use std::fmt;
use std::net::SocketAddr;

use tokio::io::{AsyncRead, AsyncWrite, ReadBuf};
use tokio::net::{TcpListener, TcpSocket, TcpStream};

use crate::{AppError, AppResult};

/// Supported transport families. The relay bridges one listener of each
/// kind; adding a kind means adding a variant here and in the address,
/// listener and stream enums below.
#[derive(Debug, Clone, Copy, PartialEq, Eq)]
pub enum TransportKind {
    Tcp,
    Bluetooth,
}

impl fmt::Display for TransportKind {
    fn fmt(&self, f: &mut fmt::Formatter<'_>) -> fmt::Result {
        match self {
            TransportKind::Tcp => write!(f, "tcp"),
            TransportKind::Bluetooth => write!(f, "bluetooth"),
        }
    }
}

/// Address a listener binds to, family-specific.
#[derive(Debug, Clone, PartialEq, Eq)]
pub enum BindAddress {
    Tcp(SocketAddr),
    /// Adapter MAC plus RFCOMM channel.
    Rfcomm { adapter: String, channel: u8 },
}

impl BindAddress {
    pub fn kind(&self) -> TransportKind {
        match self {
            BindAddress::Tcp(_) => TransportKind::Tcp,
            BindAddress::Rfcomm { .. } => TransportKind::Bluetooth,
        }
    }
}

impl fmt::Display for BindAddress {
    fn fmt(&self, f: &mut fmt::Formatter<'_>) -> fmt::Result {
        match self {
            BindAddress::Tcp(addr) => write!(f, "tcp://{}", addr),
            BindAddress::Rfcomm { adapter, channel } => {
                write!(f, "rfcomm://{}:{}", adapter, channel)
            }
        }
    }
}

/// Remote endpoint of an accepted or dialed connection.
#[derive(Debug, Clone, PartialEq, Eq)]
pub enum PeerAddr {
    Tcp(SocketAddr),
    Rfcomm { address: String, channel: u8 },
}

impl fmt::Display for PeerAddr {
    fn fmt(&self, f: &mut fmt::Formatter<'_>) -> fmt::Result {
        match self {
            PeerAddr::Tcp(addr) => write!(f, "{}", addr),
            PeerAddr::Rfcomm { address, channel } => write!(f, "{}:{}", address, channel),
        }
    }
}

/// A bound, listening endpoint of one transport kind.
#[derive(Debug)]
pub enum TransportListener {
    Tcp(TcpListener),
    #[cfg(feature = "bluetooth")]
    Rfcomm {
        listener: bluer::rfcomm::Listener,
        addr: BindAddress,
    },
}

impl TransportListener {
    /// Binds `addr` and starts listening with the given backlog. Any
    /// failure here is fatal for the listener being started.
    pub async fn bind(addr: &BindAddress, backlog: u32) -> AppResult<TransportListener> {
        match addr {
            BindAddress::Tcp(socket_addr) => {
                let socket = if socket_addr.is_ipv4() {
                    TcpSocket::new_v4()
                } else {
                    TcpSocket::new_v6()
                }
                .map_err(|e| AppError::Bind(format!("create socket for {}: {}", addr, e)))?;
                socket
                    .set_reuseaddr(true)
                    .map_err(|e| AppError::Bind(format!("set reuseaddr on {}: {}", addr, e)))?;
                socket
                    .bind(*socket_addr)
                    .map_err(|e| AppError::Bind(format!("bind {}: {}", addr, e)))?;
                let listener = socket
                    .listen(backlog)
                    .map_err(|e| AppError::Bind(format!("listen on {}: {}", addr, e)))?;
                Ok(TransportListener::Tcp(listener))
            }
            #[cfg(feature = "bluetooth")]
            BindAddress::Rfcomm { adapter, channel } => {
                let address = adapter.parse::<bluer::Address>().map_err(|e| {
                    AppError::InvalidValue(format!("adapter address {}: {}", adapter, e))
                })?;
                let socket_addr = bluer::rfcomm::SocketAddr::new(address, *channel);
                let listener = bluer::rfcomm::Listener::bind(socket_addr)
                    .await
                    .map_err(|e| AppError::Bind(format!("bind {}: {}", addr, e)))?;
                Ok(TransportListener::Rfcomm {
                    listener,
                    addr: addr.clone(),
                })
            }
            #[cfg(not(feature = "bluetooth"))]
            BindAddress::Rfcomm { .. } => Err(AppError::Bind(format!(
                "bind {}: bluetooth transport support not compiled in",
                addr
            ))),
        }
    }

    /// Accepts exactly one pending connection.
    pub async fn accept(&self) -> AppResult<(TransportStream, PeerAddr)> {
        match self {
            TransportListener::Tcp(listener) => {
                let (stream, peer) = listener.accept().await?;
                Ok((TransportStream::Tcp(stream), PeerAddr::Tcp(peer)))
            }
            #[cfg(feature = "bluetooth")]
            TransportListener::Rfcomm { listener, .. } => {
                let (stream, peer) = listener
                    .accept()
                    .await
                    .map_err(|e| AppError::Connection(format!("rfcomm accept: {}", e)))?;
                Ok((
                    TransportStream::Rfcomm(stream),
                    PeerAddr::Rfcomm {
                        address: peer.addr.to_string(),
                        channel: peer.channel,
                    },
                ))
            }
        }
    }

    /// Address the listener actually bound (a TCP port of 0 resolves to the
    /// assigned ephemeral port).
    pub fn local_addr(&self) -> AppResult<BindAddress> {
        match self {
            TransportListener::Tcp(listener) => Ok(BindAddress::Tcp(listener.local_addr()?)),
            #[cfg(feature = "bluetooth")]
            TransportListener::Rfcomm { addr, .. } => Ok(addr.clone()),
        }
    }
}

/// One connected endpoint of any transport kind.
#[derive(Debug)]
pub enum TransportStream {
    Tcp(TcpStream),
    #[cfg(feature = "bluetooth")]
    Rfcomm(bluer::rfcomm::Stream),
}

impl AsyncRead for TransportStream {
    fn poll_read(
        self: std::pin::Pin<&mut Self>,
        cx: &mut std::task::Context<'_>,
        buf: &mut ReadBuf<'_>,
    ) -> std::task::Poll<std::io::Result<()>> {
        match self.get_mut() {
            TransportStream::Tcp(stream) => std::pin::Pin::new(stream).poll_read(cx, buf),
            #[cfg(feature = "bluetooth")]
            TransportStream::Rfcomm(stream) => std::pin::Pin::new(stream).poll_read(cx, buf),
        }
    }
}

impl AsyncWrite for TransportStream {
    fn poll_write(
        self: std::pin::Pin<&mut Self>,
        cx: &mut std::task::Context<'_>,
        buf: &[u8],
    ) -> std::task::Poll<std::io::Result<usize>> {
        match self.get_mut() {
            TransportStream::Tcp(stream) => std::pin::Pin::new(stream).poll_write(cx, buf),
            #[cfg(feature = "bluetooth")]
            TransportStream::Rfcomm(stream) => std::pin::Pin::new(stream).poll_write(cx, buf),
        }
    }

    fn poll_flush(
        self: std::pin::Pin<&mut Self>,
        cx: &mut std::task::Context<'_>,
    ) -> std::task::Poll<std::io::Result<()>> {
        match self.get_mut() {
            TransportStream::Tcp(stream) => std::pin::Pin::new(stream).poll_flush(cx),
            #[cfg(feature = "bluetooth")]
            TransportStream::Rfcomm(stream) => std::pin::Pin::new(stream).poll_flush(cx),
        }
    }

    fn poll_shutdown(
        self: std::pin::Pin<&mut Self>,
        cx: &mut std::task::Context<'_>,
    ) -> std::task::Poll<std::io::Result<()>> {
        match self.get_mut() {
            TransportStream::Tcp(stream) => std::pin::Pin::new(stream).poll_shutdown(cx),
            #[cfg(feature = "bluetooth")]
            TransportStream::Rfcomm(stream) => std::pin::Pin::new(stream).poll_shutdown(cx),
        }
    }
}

=-=-=

For this task, copy every line of the material in which "AsyncWrite" appears.

use tokio::io::{AsyncRead, AsyncWrite, ReadBuf};
impl AsyncWrite for TransportStream {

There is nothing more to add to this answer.